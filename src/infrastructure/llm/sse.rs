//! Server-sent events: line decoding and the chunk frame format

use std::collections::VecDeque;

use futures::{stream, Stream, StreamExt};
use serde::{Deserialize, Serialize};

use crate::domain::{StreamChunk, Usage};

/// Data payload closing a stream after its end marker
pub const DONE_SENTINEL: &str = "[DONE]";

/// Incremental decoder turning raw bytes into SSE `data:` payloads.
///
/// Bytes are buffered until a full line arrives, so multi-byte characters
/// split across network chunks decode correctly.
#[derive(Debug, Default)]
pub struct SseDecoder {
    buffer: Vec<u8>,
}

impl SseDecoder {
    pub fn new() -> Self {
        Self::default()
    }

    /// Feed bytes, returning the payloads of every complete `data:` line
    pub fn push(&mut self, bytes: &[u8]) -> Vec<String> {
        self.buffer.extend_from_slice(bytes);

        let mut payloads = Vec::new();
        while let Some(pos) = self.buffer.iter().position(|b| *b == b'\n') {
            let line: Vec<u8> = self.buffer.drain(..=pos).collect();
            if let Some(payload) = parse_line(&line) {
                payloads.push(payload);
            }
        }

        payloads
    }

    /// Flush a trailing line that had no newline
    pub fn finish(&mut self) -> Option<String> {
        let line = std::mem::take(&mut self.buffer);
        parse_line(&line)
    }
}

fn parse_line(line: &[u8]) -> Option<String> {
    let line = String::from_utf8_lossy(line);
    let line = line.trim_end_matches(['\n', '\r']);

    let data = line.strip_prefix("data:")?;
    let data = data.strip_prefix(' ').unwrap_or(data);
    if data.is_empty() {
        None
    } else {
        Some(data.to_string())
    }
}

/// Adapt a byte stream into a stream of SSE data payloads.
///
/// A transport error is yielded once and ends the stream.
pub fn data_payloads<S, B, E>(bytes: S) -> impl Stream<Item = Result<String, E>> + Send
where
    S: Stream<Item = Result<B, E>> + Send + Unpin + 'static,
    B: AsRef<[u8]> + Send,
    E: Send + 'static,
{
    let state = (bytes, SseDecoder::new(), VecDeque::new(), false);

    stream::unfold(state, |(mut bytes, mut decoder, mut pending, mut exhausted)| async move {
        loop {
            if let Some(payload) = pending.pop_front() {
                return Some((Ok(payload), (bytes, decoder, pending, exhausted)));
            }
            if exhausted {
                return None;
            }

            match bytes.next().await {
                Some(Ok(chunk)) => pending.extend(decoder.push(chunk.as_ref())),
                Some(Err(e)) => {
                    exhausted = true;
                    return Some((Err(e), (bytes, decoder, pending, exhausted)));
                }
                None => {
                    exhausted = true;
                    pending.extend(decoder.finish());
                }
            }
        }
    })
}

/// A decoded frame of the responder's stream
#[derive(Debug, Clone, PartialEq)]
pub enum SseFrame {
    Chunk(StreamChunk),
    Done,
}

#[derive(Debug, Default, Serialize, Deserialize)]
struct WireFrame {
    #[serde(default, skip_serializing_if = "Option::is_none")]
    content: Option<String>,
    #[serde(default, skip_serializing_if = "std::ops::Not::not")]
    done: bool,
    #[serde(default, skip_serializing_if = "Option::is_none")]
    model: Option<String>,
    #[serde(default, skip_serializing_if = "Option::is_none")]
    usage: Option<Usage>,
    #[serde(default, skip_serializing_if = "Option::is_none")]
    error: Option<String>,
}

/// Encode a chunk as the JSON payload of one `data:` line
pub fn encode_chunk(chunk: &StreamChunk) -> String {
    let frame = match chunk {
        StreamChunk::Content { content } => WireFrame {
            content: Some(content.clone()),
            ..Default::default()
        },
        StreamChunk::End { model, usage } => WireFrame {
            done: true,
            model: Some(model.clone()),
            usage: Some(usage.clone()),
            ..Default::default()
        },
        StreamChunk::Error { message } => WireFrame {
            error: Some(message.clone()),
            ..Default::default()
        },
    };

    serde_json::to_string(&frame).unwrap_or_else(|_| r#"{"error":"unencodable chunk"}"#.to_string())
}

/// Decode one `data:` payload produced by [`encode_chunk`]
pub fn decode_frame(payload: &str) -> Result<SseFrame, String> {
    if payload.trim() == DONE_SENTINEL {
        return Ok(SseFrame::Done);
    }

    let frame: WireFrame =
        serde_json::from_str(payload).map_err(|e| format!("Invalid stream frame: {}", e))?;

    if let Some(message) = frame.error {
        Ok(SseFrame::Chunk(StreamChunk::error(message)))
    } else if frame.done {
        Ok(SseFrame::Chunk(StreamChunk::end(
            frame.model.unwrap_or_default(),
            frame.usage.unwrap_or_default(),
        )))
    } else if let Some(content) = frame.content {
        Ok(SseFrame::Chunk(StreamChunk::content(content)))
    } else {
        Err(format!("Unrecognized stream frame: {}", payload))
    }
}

+-------+

- What to do -
Word for word, reproduce every record shown above.

- Your response -
filename src/infrastructure/llm/sse.rs
//! Server-sent events: line decoding and the chunk frame format

use std::collections::VecDeque;

use futures::{stream, Stream, StreamExt};
use serde::{Deserialize, Serialize};

use crate::domain::{StreamChunk, Usage};

/// Data payload closing a stream after its end marker
pub const DONE_SENTINEL: &str = "[DONE]";

/// Incremental decoder turning raw bytes into SSE `data:` payloads.
///
/// Bytes are buffered until a full line arrives, so multi-byte characters
/// split across network chunks decode correctly.
#[derive(Debug, Default)]
pub struct SseDecoder {
    buffer: Vec<u8>,
}

impl SseDecoder {
    pub fn new() -> Self {
        Self::default()
    }

    /// Feed bytes, returning the payloads of every complete `data:` line
    pub fn push(&mut self, bytes: &[u8]) -> Vec<String> {
        self.buffer.extend_from_slice(bytes);

        let mut payloads = Vec::new();
        while let Some(pos) = self.buffer.iter().position(|b| *b == b'\n') {
            let line: Vec<u8> = self.buffer.drain(..=pos).collect();
            if let Some(payload) = parse_line(&line) {
                payloads.push(payload);
            }
        }

        payloads
    }

    /// Flush a trailing line that had no newline
    pub fn finish(&mut self) -> Option<String> {
        let line = std::mem::take(&mut self.buffer);
        parse_line(&line)
    }
}

fn parse_line(line: &[u8]) -> Option<String> {
    let line = String::from_utf8_lossy(line);
    let line = line.trim_end_matches(['\n', '\r']);

    let data = line.strip_prefix("data:")?;
    let data = data.strip_prefix(' ').unwrap_or(data);
    if data.is_empty() {
        None
    } else {
        Some(data.to_string())
    }
}

/// Adapt a byte stream into a stream of SSE data payloads.
///
/// A transport error is yielded once and ends the stream.
pub fn data_payloads<S, B, E>(bytes: S) -> impl Stream<Item = Result<String, E>> + Send
where
    S: Stream<Item = Result<B, E>> + Send + Unpin + 'static,
    B: AsRef<[u8]> + Send,
    E: Send + 'static,
{
    let state = (bytes, SseDecoder::new(), VecDeque::new(), false);

    stream::unfold(state, |(mut bytes, mut decoder, mut pending, mut exhausted)| async move {
        loop {
            if let Some(payload) = pending.pop_front() {
                return Some((Ok(payload), (bytes, decoder, pending, exhausted)));
            }
            if exhausted {
                return None;
            }

            match bytes.next().await {
                Some(Ok(chunk)) => pending.extend(decoder.push(chunk.as_ref())),
                Some(Err(e)) => {
                    exhausted = true;
                    return Some((Err(e), (bytes, decoder, pending, exhausted)));
                }
                None => {
                    exhausted = true;
                    pending.extend(decoder.finish());
                }
            }
        }
    })
}

/// A decoded frame of the responder's stream
#[derive(Debug, Clone, PartialEq)]
pub enum SseFrame {
    Chunk(StreamChunk),
    Done,
}

#[derive(Debug, Default, Serialize, Deserialize)]
struct WireFrame {
    #[serde(default, skip_serializing_if = "Option::is_none")]
    content: Option<String>,
    #[serde(default, skip_serializing_if = "std::ops::Not::not")]
    done: bool,
    #[serde(default, skip_serializing_if = "Option::is_none")]
    model: Option<String>,
    #[serde(default, skip_serializing_if = "Option::is_none")]
    usage: Option<Usage>,
    #[serde(default, skip_serializing_if = "Option::is_none")]
    error: Option<String>,
}

/// Encode a chunk as the JSON payload of one `data:` line
pub fn encode_chunk(chunk: &StreamChunk) -> String {
    let frame = match chunk {
        StreamChunk::Content { content } => WireFrame {
            content: Some(content.clone()),
            ..Default::default()
        },
        StreamChunk::End { model, usage } => WireFrame {
            done: true,
            model: Some(model.clone()),
            usage: Some(usage.clone()),
            ..Default::default()
        },
        StreamChunk::Error { message } => WireFrame {
            error: Some(message.clone()),
            ..Default::default()
        },
    };

    serde_json::to_string(&frame).unwrap_or_else(|_| r#"{"error":"unencodable chunk"}"#.to_string())
}

/// Decode one `data:` payload produced by [`encode_chunk`]
pub fn decode_frame(payload: &str) -> Result<SseFrame, String> {
    if payload.trim() == DONE_SENTINEL {
        return Ok(SseFrame::Done);
    }

    let frame: WireFrame =
        serde_json::from_str(payload).map_err(|e| format!("Invalid stream frame: {}", e))?;

    if let Some(message) = frame.error {
        Ok(SseFrame::Chunk(StreamChunk::error(message)))
    } else if frame.done {
        Ok(SseFrame::Chunk(StreamChunk::end(
            frame.model.unwrap_or_default(),
            frame.usage.unwrap_or_default(),
        )))
    } else if let Some(content) = frame.content {
        Ok(SseFrame::Chunk(StreamChunk::content(content)))
    } else {
        Err(format!("Unrecognized stream frame: {}", payload))
    }
}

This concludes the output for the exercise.